Differences in the U3 regions of the LTRs of enFeLV and exFeLV
The conservation of these regions in enFeLV does not mean that the TBS are functional, but it would highlight their importance in the transcription machinery of these viruses. Some of the mechanisms that may abrogate the functionality of TBS are the methylation and subsequent deamination of CpG dinucleotides, which alter the binding sites of transcription factors (53), mutations and deletions (54). A TBS search with ALGGEN of a 26-nt and 13-nt deletions in all the C-sequences and the sequence in feline chromosome D2 compared to AY364318 and AY364319, respectively, and a 21-nt deletion also present in the same area of exFeLV compared to AY364318 (Fig. 1S) indicated that this area did not contain TBS. Thus, the indel had occurred in an area of the LTR potentially irrelevant for transcription. Because the C-30 sequence was the least homologous to the other enFeLV sequences (Fig. 1S), we studied the presence of its TBS separated from the other C-sequences. The analysis showed that the TBS were very similar to those in the other C-sequences, except that an NF-1 site had disappeared in C-30 that in all other C-sequences is located from nucleotide − 303 to -308.

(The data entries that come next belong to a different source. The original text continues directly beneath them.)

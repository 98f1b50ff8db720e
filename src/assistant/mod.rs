//! The remote assistant: typed identifiers, run state, and the
//! [`AssistantApi`] trait the session manager drives.

pub mod mock;
pub mod openai;

use async_trait::async_trait;
use serde::{Deserialize, Serialize};
use std::fmt;

use crate::error::Result;
use crate::tools::ToolDefinition;

pub use openai::OpenAiAssistants;

macro_rules! remote_id {
    ($(#[$meta:meta])* $name:ident) => {
        $(#[$meta])*
        #[derive(Debug, Clone, PartialEq, Eq, Hash, Serialize, Deserialize)]
        #[serde(transparent)]
        pub struct $name(String);

        impl $name {
            pub fn new(id: impl Into<String>) -> Self {
                Self(id.into())
            }

            pub fn as_str(&self) -> &str {
                &self.0
            }
        }

        impl fmt::Display for $name {
            fn fmt(&self, f: &mut fmt::Formatter<'_>) -> fmt::Result {
                f.write_str(&self.0)
            }
        }
    };
}

remote_id!(
    /// Identifier of a remote assistant definition (`asst_...`).
    AssistantId
);
remote_id!(
    /// Identifier of a remote conversation thread (`thread_...`).
    ThreadId
);
remote_id!(
    /// Identifier of one run of an assistant on a thread (`run_...`).
    RunId
);

/// Who authored a thread message.
#[derive(Debug, Clone, Copy, PartialEq, Eq, Serialize, Deserialize)]
#[serde(rename_all = "lowercase")]
pub enum Role {
    User,
    Assistant,
}

impl fmt::Display for Role {
    fn fmt(&self, f: &mut fmt::Formatter<'_>) -> fmt::Result {
        match self {
            Role::User => f.write_str("user"),
            Role::Assistant => f.write_str("assistant"),
        }
    }
}

/// Remote run status, in the vendor's vocabulary.
#[derive(Debug, Clone, Copy, PartialEq, Eq, Serialize, Deserialize)]
#[serde(rename_all = "snake_case")]
pub enum RunStatus {
    Queued,
    InProgress,
    RequiresAction,
    Cancelling,
    Cancelled,
    Failed,
    Completed,
    Incomplete,
    Expired,
}

impl RunStatus {
    pub fn as_str(&self) -> &'static str {
        match self {
            RunStatus::Queued => "queued",
            RunStatus::InProgress => "in_progress",
            RunStatus::RequiresAction => "requires_action",
            RunStatus::Cancelling => "cancelling",
            RunStatus::Cancelled => "cancelled",
            RunStatus::Failed => "failed",
            RunStatus::Completed => "completed",
            RunStatus::Incomplete => "incomplete",
            RunStatus::Expired => "expired",
        }
    }

    /// Terminal statuses that did not produce an answer.
    pub fn is_failure(&self) -> bool {
        matches!(
            self,
            RunStatus::Cancelled | RunStatus::Failed | RunStatus::Incomplete | RunStatus::Expired
        )
    }
}

impl fmt::Display for RunStatus {
    fn fmt(&self, f: &mut fmt::Formatter<'_>) -> fmt::Result {
        f.write_str(self.as_str())
    }
}

/// Token usage reported on a finished run.
#[derive(Debug, Clone, Copy, Default, PartialEq, Serialize, Deserialize)]
pub struct TokenUsage {
    pub prompt_tokens: u64,
    pub completion_tokens: u64,
}

impl TokenUsage {
    pub fn total(&self) -> u64 {
        self.prompt_tokens + self.completion_tokens
    }
}

/// A snapshot of a run as returned by the vendor.
#[derive(Debug, Clone, PartialEq, Serialize, Deserialize)]
pub struct Run {
    pub id: RunId,
    pub status: RunStatus,
    #[serde(default)]
    pub required_action: Option<RequiredAction>,
    #[serde(default)]
    pub last_error: Option<LastError>,
    #[serde(default)]
    pub incomplete_details: Option<IncompleteDetails>,
    #[serde(default)]
    pub usage: Option<TokenUsage>,
}

impl Run {
    /// Build a run snapshot with nothing but an id and a status.
    pub fn new(id: impl Into<String>, status: RunStatus) -> Self {
        Self {
            id: RunId::new(id),
            status,
            required_action: None,
            last_error: None,
            incomplete_details: None,
            usage: None,
        }
    }

    /// Tool calls the run is waiting on; empty unless status is `requires_action`.
    pub fn pending_tool_calls(&self) -> &[RawToolCall] {
        self.required_action
            .as_ref()
            .map(|a| a.submit_tool_outputs.tool_calls.as_slice())
            .unwrap_or(&[])
    }

    /// Human readable reason for a failed run, if the vendor gave one.
    pub fn failure_reason(&self) -> Option<String> {
        if let Some(err) = &self.last_error {
            return Some(format!("{} ({})", err.message, err.code));
        }
        self.incomplete_details.as_ref().map(|d| d.reason.clone())
    }
}

#[derive(Debug, Clone, PartialEq, Serialize, Deserialize)]
pub struct RequiredAction {
    #[serde(rename = "type")]
    pub kind: String,
    pub submit_tool_outputs: SubmitToolOutputs,
}

#[derive(Debug, Clone, PartialEq, Serialize, Deserialize)]
pub struct SubmitToolOutputs {
    pub tool_calls: Vec<RawToolCall>,
}

/// A tool call as the vendor sends it: name plus JSON-encoded arguments.
#[derive(Debug, Clone, PartialEq, Serialize, Deserialize)]
pub struct RawToolCall {
    pub id: String,
    pub function: FunctionCall,
}

#[derive(Debug, Clone, PartialEq, Serialize, Deserialize)]
pub struct FunctionCall {
    pub name: String,
    pub arguments: String,
}

#[derive(Debug, Clone, PartialEq, Serialize, Deserialize)]
pub struct LastError {
    pub code: String,
    pub message: String,
}

#[derive(Debug, Clone, PartialEq, Serialize, Deserialize)]
pub struct IncompleteDetails {
    pub reason: String,
}

/// The result of one tool call, sent back to the run.
#[derive(Debug, Clone, PartialEq, Serialize)]
pub struct ToolOutput {
    pub tool_call_id: String,
    pub output: String,
}

/// The latest text message on a thread.
#[derive(Debug, Clone, PartialEq)]
pub struct ThreadMessage {
    pub role: Role,
    pub text: String,
}

/// Everything needed to register a remote assistant.
#[derive(Debug, Clone, PartialEq, Serialize)]
pub struct AssistantSpec {
    pub name: String,
    pub instructions: String,
    pub model: String,
    pub tools: Vec<ToolDefinition>,
}

/// The remote assistant service. One implementation talks HTTP, the mock
/// replays a script.
#[async_trait]
pub trait AssistantApi: Send + Sync {
    async fn create_assistant(&self, spec: &AssistantSpec) -> Result<AssistantId>;

    async fn create_thread(&self) -> Result<ThreadId>;

    async fn add_message(&self, thread: &ThreadId, role: Role, content: &str) -> Result<()>;

    async fn create_run(
        &self,
        thread: &ThreadId,
        assistant: &AssistantId,
        instructions: &str,
    ) -> Result<Run>;

    async fn retrieve_run(&self, thread: &ThreadId, run: &RunId) -> Result<Run>;

    async fn submit_tool_outputs(
        &self,
        thread: &ThreadId,
        run: &RunId,
        outputs: &[ToolOutput],
    ) -> Result<Run>;

    async fn cancel_run(&self, thread: &ThreadId, run: &RunId) -> Result<Run>;

    /// Most recent message on the thread, or `None` if it has no text message.
    async fn latest_message(&self, thread: &ThreadId) -> Result<Option<ThreadMessage>>;
}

Distribution of TBS within the U3 regions
When analyzing the distribution of TBS in the different LTRs, "hot spot" regions with six or more overlapping TBS were detected in all of them (Figs. 2 and 3). For example, the C-sequences and the other enFeLV had three of those clusters, at nucleotides − 372 to -365 (cluster of 10 TBS), at -313 to -305 (cluster of 12 TBS), and at -295 to -290 (cluster of 12 TBS). All three clusters included many TBS related with innate and adaptive immunity. The clustering of TBS may be a consequence of cooperation between sites as stated above for the LVb/core/NF1/GRE and NF-AT/AP-1.

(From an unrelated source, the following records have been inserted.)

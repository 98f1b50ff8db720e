use async_trait::async_trait;
use reqwest::{Client, Method, RequestBuilder};
use serde::de::DeserializeOwned;
use serde::{Deserialize, Serialize};
use std::fmt;

use super::{
    AssistantApi, AssistantId, AssistantSpec, Role, Run, RunId, ThreadId, ThreadMessage,
    ToolOutput,
};
use crate::config::AssistantConfig;
use crate::consts::OPENAI_BETA;
use crate::error::{Error, Result};

/// Talks to the OpenAI Assistants v2 REST API.
pub struct OpenAiAssistants {
    client: Client,
    config: AssistantConfig,
}

impl fmt::Debug for OpenAiAssistants {
    fn fmt(&self, f: &mut fmt::Formatter<'_>) -> fmt::Result {
        f.debug_struct("OpenAiAssistants")
            .field("config", &self.config)
            .finish()
    }
}

impl OpenAiAssistants {
    pub fn new(config: AssistantConfig) -> Result<Self> {
        let client = Client::builder()
            .timeout(config.request_timeout)
            .build()?;
        Ok(Self { client, config })
    }

    fn request(&self, method: Method, path: &str) -> RequestBuilder {
        self.client
            .request(method, format!("{}/{}", self.config.base_url, path))
            .bearer_auth(&self.config.api_key)
            .header("OpenAI-Beta", OPENAI_BETA)
    }

    async fn send<T: DeserializeOwned>(req: RequestBuilder) -> Result<T> {
        let resp = req.send().await?;

        if !resp.status().is_success() {
            let status = resp.status().as_u16();
            let body = resp.text().await.unwrap_or_default();
            return Err(Error::Api { status, body });
        }

        Ok(resp.json().await?)
    }
}

#[async_trait]
impl AssistantApi for OpenAiAssistants {
    async fn create_assistant(&self, spec: &AssistantSpec) -> Result<AssistantId> {
        let req = self.request(Method::POST, "assistants").json(spec);
        let created: Created<AssistantId> = Self::send(req).await?;
        tracing::info!(assistant = %created.id, name = %spec.name, "created assistant");
        Ok(created.id)
    }

    async fn create_thread(&self) -> Result<ThreadId> {
        let req = self
            .request(Method::POST, "threads")
            .json(&serde_json::json!({}));
        let created: Created<ThreadId> = Self::send(req).await?;
        tracing::info!(thread = %created.id, "created thread");
        Ok(created.id)
    }

    async fn add_message(&self, thread: &ThreadId, role: Role, content: &str) -> Result<()> {
        let req = self
            .request(Method::POST, &format!("threads/{thread}/messages"))
            .json(&CreateMessage { role, content });
        let _: serde_json::Value = Self::send(req).await?;
        Ok(())
    }

    async fn create_run(
        &self,
        thread: &ThreadId,
        assistant: &AssistantId,
        instructions: &str,
    ) -> Result<Run> {
        let req = self
            .request(Method::POST, &format!("threads/{thread}/runs"))
            .json(&CreateRun {
                assistant_id: assistant,
                instructions,
            });
        Self::send(req).await
    }

    async fn retrieve_run(&self, thread: &ThreadId, run: &RunId) -> Result<Run> {
        let req = self.request(Method::GET, &format!("threads/{thread}/runs/{run}"));
        Self::send(req).await
    }

    async fn submit_tool_outputs(
        &self,
        thread: &ThreadId,
        run: &RunId,
        outputs: &[ToolOutput],
    ) -> Result<Run> {
        let req = self
            .request(
                Method::POST,
                &format!("threads/{thread}/runs/{run}/submit_tool_outputs"),
            )
            .json(&SubmitOutputs {
                tool_outputs: outputs,
            });
        Self::send(req).await
    }

    async fn cancel_run(&self, thread: &ThreadId, run: &RunId) -> Result<Run> {
        let req = self.request(Method::POST, &format!("threads/{thread}/runs/{run}/cancel"));
        Self::send(req).await
    }

    async fn latest_message(&self, thread: &ThreadId) -> Result<Option<ThreadMessage>> {
        let req = self.request(
            Method::GET,
            &format!("threads/{thread}/messages?order=desc&limit=1"),
        );
        let list: MessageList = Self::send(req).await?;
        Ok(list.data.into_iter().next().and_then(ApiMessage::into_text))
    }
}

// --- API types ---

#[derive(Deserialize)]
struct Created<T> {
    id: T,
}

#[derive(Serialize)]
struct CreateMessage<'a> {
    role: Role,
    content: &'a str,
}

#[derive(Serialize)]
struct CreateRun<'a> {
    assistant_id: &'a AssistantId,
    instructions: &'a str,
}

#[derive(Serialize)]
struct SubmitOutputs<'a> {
    tool_outputs: &'a [ToolOutput],
}

#[derive(Deserialize)]
struct MessageList {
    data: Vec<ApiMessage>,
}

#[derive(Deserialize)]
struct ApiMessage {
    role: Role,
    content: Vec<ContentPart>,
}

impl ApiMessage {
    /// Keep the first text part; image parts carry no summary.
    fn into_text(self) -> Option<ThreadMessage> {
        let role = self.role;
        self.content
            .into_iter()
            .find_map(|part| match part.kind.as_str() {
                "text" => part.text.map(|t| t.value),
                _ => None,
            })
            .map(|text| ThreadMessage { role, text })
    }
}

#[derive(Deserialize)]
struct ContentPart {
    #[serde(rename = "type")]
    kind: String,
    text: Option<TextContent>,
}

#[derive(Deserialize)]
struct TextContent {
    value: String,
}

#[cfg(test)]
mod tests {
    use super::*;

    #[test]
    fn create_run_body_shape() {
        let assistant = AssistantId::new("asst_1");
        let body = serde_json::to_value(CreateRun {
            assistant_id: &assistant,
            instructions: "Summarize the news",
        })
        .unwrap();
        assert_eq!(
            body,
            serde_json::json!({"assistant_id": "asst_1", "instructions": "Summarize the news"})
        );
    }

    #[test]
    fn submit_outputs_body_shape() {
        let outputs = vec![ToolOutput {
            tool_call_id: "call_1".to_string(),
            output: "Title: A".to_string(),
        }];
        let body = serde_json::to_value(SubmitOutputs {
            tool_outputs: &outputs,
        })
        .unwrap();
        assert_eq!(
            body,
            serde_json::json!({"tool_outputs": [{"tool_call_id": "call_1", "output": "Title: A"}]})
        );
    }

    #[test]
    fn message_list_takes_first_text_part() {
        let json = r#"{
            "object": "list",
            "data": [{
                "id": "msg_1",
                "role": "assistant",
                "content": [
                    {"type": "image_file", "image_file": {"file_id": "f"}},
                    {"type": "text", "text": {"value": "Bitcoin rallied.", "annotations": []}}
                ]
            }]
        }"#;
        let list: MessageList = serde_json::from_str(json).unwrap();
        let message = list.data.into_iter().next().unwrap().into_text().unwrap();
        assert_eq!(message.role, Role::Assistant);
        assert_eq!(message.text, "Bitcoin rallied.");
    }

    #[test]
    fn message_without_text_yields_none() {
        let json = r#"{"role": "assistant", "content": []}"#;
        let message: ApiMessage = serde_json::from_str(json).unwrap();
        assert!(message.into_text().is_none());
    }

    #[test]
    fn debug_redacts_api_key() {
        let client = OpenAiAssistants::new(AssistantConfig::new("sk-hidden")).unwrap();
        assert!(!format!("{:?}", client).contains("sk-hidden"));
    }
}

In conclusion, a similar number and type of TBS were found in feline enFeLV (including 8 C-sequences from Spanish cats and an LTR-like sequence in the feline chromosome D2) and exFeLV LTRs. The study benefits from the existence of enFeLV, very closely related to exFeLV, making comparisons between both very interesting. The integrity of most TBS in enFeLV LTRs and their great resemblance to those present in exFeLV may suggest that they may work as regulatory elements in cis to control the expression of multiple genes. A similar number and type of TBS were also found in other gammaretroviruses that affect different species (GALV, MuLV, KoRV). A high degree of conservation in some TBS was observed in most of the viruses studied, even in the endogenous forms, which could be related to the biology and the replication strategies of these viruses or to the evolutionary adaptation to the cellular host. However, the presence of a particular TBS in the endogenous retroviral sequences does not necessarily mean that they can respond to cellular factors or signals or could even represent a potential risk in case of infection with exogenous retrovirus homologs. To determine whether the TBS of endogenous sequences are actually functional, additional analyses should be performed studying the expression of messenger RNA, from which the functional protein would be synthesized, after stimulating the host cell or after cloning in a vector.